Types of Ciphers with Examples
April 12, 2025•376 words
Types of Ciphers with Examples
1. Monoalphabetic Substitution Cipher
Each letter maps to another single fixed letter.
- Plaintext:
HELLO
- Cipher Key: A→M, B→N, C→O, ..., H→T, E→Q, L→X, O→Z
- Ciphertext:
TQXXZ
2. Caesar Cipher (Shift Cipher)
Each letter is shifted by a fixed number.
- Shift: +3
- Plaintext:
ATTACK
- Ciphertext:
DWWDFN
3. Atbash Cipher
Reverses the alphabet.
- A ↔ Z, B ↔ Y, ..., M ↔ N
- Plaintext:
HELLO
- Ciphertext:
SVOOL
4. Keyword Cipher
Uses a keyword to reorder the alphabet.
- Keyword:
FIRE
- Alphabet:
FIREABC…
(no repeats, then rest of unused letters) - Mapping: A → F, B → I, C → R, D → E, E → A, F → B…
- Plaintext:
CAB
- Ciphertext:
RFI
5. Numerical Cipher
Substitute each letter with a number.
- A = 1, B = 2, ..., Z = 26
- Plaintext:
DOG
- Ciphertext:
4 15 7
Or scrambled key: A = 13, B = 22, etc. (for harder puzzles)

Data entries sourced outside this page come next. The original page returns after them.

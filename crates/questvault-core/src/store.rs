//! The session store — single source of truth for QuestVault state.
//!
//! One `AppStore` is constructed per process (or per test) and passed by
//! reference to consumers; there is no global. All operations are
//! synchronous and run to completion, matching the single-threaded
//! frame-driven model of the host: readers see writes in dispatch order,
//! and no operation can observe another half-applied. A multi-threaded
//! embedding must wrap the store in a mutex; the store itself is not `Sync`.
//!
//! No operation here fails. Each one either applies or is a documented
//! no-op (unknown ids, demo seeding outside demo mode).

use crate::config::SessionConfig;
use crate::demo;
use crate::model::{Guild, GuildPatch, Profile, Quest, QuestKind, QuestPatch, Stats};
use crate::persistence::{Snapshot, SnapshotSink};
use crate::timer::PulseTimer;
use questvault_logic::progress;

/// Session state container.
pub struct AppStore {
    config: SessionConfig,

    demo_mode: bool,
    map_progress: f32,
    profile: Option<Profile>,
    guilds: Vec<Guild>,
    quests: Vec<Quest>,
    stats: Stats,
    balance: f64,

    show_coin_burst: bool,
    burst_timer: PulseTimer,
    /// Cooperative clock, advanced by `tick`.
    now_ms: u64,

    sink: Option<Box<dyn SnapshotSink>>,
}

impl AppStore {
    /// The single point of construction. Quests, guilds, and the animation
    /// flag always start empty/false; the rest comes from `config`.
    pub fn new(config: SessionConfig) -> Self {
        Self {
            demo_mode: config.demo_mode,
            map_progress: progress::clamp_unit(config.initial_map_progress),
            profile: None,
            guilds: Vec::new(),
            quests: Vec::new(),
            stats: config.initial_stats,
            balance: config.initial_balance,
            show_coin_burst: false,
            burst_timer: PulseTimer::new(),
            now_ms: 0,
            sink: None,
            config,
        }
    }

    /// Install the persistence hook. From here on every mutation hands the
    /// four-field snapshot to the sink.
    pub fn set_sink(&mut self, sink: Box<dyn SnapshotSink>) {
        self.sink = Some(sink);
    }

    // ── Mutations ───────────────────────────────────────────────────────

    pub fn set_demo_mode(&mut self, enabled: bool) {
        self.demo_mode = enabled;
        self.persist();
    }

    /// Clamped to [0, 1]; never fails, no other side effect.
    pub fn set_map_progress(&mut self, p: f32) {
        self.map_progress = progress::clamp_unit(p);
        self.persist();
    }

    /// Wholesale profile replacement; `None` means logged out.
    pub fn set_profile(&mut self, profile: Option<Profile>) {
        self.profile = profile;
        self.persist();
    }

    pub fn set_guilds(&mut self, guilds: Vec<Guild>) {
        self.guilds = guilds;
        self.persist();
    }

    /// Appends without a duplicate-id check — duplicate ids are a caller
    /// error, not validated here.
    pub fn add_guild(&mut self, guild: Guild) {
        self.guilds.push(guild);
        self.persist();
    }

    /// Shallow-merges `patch` into the guild with `id`; silently a no-op
    /// when the id is unknown. Linear scan, O(n).
    pub fn update_guild(&mut self, id: &str, patch: GuildPatch) {
        if let Some(guild) = self.guilds.iter_mut().find(|g| g.id == id) {
            patch.apply(guild);
        }
        self.persist();
    }

    pub fn set_quests(&mut self, quests: Vec<Quest>) {
        self.quests = quests;
        self.persist();
    }

    /// Shallow-merges `patch` into the quest with `id`; silently a no-op
    /// when the id is unknown. `progress` values are stored as given.
    pub fn update_quest(&mut self, id: &str, patch: QuestPatch) {
        if let Some(quest) = self.quests.iter_mut().find(|q| q.id == id) {
            patch.apply(quest);
        }
        self.persist();
    }

    /// Marks the quest completed (progress forced to 100) and advances the
    /// adventure by one completion step, clamped to 1. The two writes apply
    /// together: each completed quest moves the adventurer.
    ///
    /// The map advance applies even when the id is unknown; only the quest
    /// mutation is skipped.
    pub fn complete_quest(&mut self, id: &str) {
        if let Some(quest) = self.quests.iter_mut().find(|q| q.id == id) {
            quest.mark_completed();
            log::debug!("quest {} completed", id);
        }
        self.map_progress = progress::advance(self.map_progress, progress::COMPLETION_STEP);
        self.persist();
    }

    pub fn set_stats(&mut self, stats: Stats) {
        self.stats = stats;
        self.persist();
    }

    pub fn set_balance(&mut self, balance: f64) {
        self.balance = balance;
        self.persist();
    }

    /// Raise the coin-burst flag now; it drops `coin_burst_ms` after the
    /// LAST trigger. Re-triggering re-arms the one pending reset, so an
    /// earlier trigger's reset can never cut a later burst short.
    pub fn trigger_coin_burst(&mut self) {
        self.show_coin_burst = true;
        let generation = self.burst_timer.arm(self.now_ms, self.config.coin_burst_ms);
        log::debug!("coin burst armed (generation {})", generation);
        self.persist();
    }

    /// Replace quests and guilds with the fixed demo seed sets. No-op
    /// outside demo mode; idempotent (replacement, not append); never
    /// touches profile or balance.
    pub fn initialize_demo_data(&mut self) {
        if !self.demo_mode {
            return;
        }
        self.quests = demo::demo_quests();
        self.guilds = demo::demo_guilds();
        log::info!(
            "demo data seeded: {} quests, {} guilds",
            self.quests.len(),
            self.guilds.len()
        );
        self.persist();
    }

    /// Advance the cooperative clock and run any due deferred work (the
    /// coin-burst reset). The embedding frame loop calls this.
    pub fn tick(&mut self, delta_ms: u64) {
        self.now_ms = self.now_ms.saturating_add(delta_ms);
        if self.burst_timer.poll(self.now_ms) && self.show_coin_burst {
            self.show_coin_burst = false;
            self.persist();
        }
    }

    // ── Snapshot ────────────────────────────────────────────────────────

    /// The persisted subset of the current state.
    pub fn snapshot(&self) -> Snapshot {
        Snapshot {
            demo_mode: self.demo_mode,
            map_progress: self.map_progress,
            profile: self.profile.clone(),
            balance: self.balance,
        }
    }

    /// Merge an (already recovered) snapshot over this session's defaults.
    /// Quests, guilds, stats, and the animation flag stay at their code
    /// defaults. The sink is not notified.
    pub fn restore(&mut self, snapshot: Snapshot) {
        self.demo_mode = snapshot.demo_mode;
        self.map_progress = progress::clamp_unit(snapshot.map_progress);
        self.profile = snapshot.profile.filter(|p| p.is_valid());
        self.balance = if questvault_logic::validate::valid_balance(snapshot.balance) {
            snapshot.balance
        } else {
            self.config.initial_balance
        };
        log::info!("session restored from snapshot");
    }

    fn persist(&mut self) {
        if self.sink.is_none() {
            return;
        }
        let snapshot = self.snapshot();
        if let Some(sink) = self.sink.as_mut() {
            sink.persist(&snapshot);
        }
    }

    // ── Reads ───────────────────────────────────────────────────────────

    pub fn config(&self) -> &SessionConfig {
        &self.config
    }

    pub fn demo_mode(&self) -> bool {
        self.demo_mode
    }

    pub fn map_progress(&self) -> f32 {
        self.map_progress
    }

    pub fn profile(&self) -> Option<&Profile> {
        self.profile.as_ref()
    }

    pub fn guilds(&self) -> &[Guild] {
        &self.guilds
    }

    pub fn guild(&self, id: &str) -> Option<&Guild> {
        self.guilds.iter().find(|g| g.id == id)
    }

    pub fn quests(&self) -> &[Quest] {
        &self.quests
    }

    pub fn quest(&self, id: &str) -> Option<&Quest> {
        self.quests.iter().find(|q| q.id == id)
    }

    pub fn stats(&self) -> Stats {
        self.stats
    }

    pub fn balance(&self) -> f64 {
        self.balance
    }

    pub fn show_coin_burst(&self) -> bool {
        self.show_coin_burst
    }

    pub fn now_ms(&self) -> u64 {
        self.now_ms
    }

    // ── Derived values ──────────────────────────────────────────────────

    pub fn completed_quest_count(&self) -> usize {
        self.quests.iter().filter(|q| q.completed).count()
    }

    /// Fraction of the quest list completed, 0 when the list is empty.
    pub fn completion_ratio(&self) -> f32 {
        progress::completion_ratio(self.completed_quest_count(), self.quests.len())
    }

    /// Sum of rewards on completed quests.
    pub fn total_reward_earned(&self) -> u64 {
        self.quests
            .iter()
            .filter(|q| q.completed)
            .map(|q| u64::from(q.reward))
            .sum()
    }

    pub fn quests_of_kind(&self, kind: QuestKind) -> impl Iterator<Item = &Quest> {
        self.quests.iter().filter(move |q| q.kind == kind)
    }
}

impl Default for AppStore {
    fn default() -> Self {
        Self::new(SessionConfig::default())
    }
}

6. Pigpen Cipher (Symbol Cipher)
Letters are encoded using grid-based symbols.
- Plaintext:
HELLO
- Ciphertext: Symbols from pigpen grid.
(Visual cipher – ideal for themed or kids’ puzzle books)
7. Transposition Cipher
Letters are rearranged, not replaced.
- Plaintext:
HELLO
- Rearranged as:
LEHLO
,LOHEL
, etc.
Requires a rule (e.g., reverse, columnar, zigzag).
8. Homophonic Cipher
Each letter may map to multiple cipher characters, often numbers or symbols.
- E → 12 or 88 or 5
- Plaintext:
SEE
- Ciphertext:
51 88 12
Harder to decode due to frequency masking.
9. Vigenère Cipher (Polyalphabetic)
Uses a keyword to apply different Caesar shifts for each letter.
- Keyword:
KEY
- Plaintext:
HELLO
- Apply:
- H (shift K = +10) → R
- E (E = +4) → I
- L (Y = +24) → J
- L (K = +10) → V
- O (E = +4) → S
- H (shift K = +10) → R
- Ciphertext:
RIJVS
Harder to solve without the keyword.
10. Book Cipher
Uses positions in a book:
- “3:14:5” → page 3, line 14, word 5.
Used for secret codes. Not for casual puzzle books.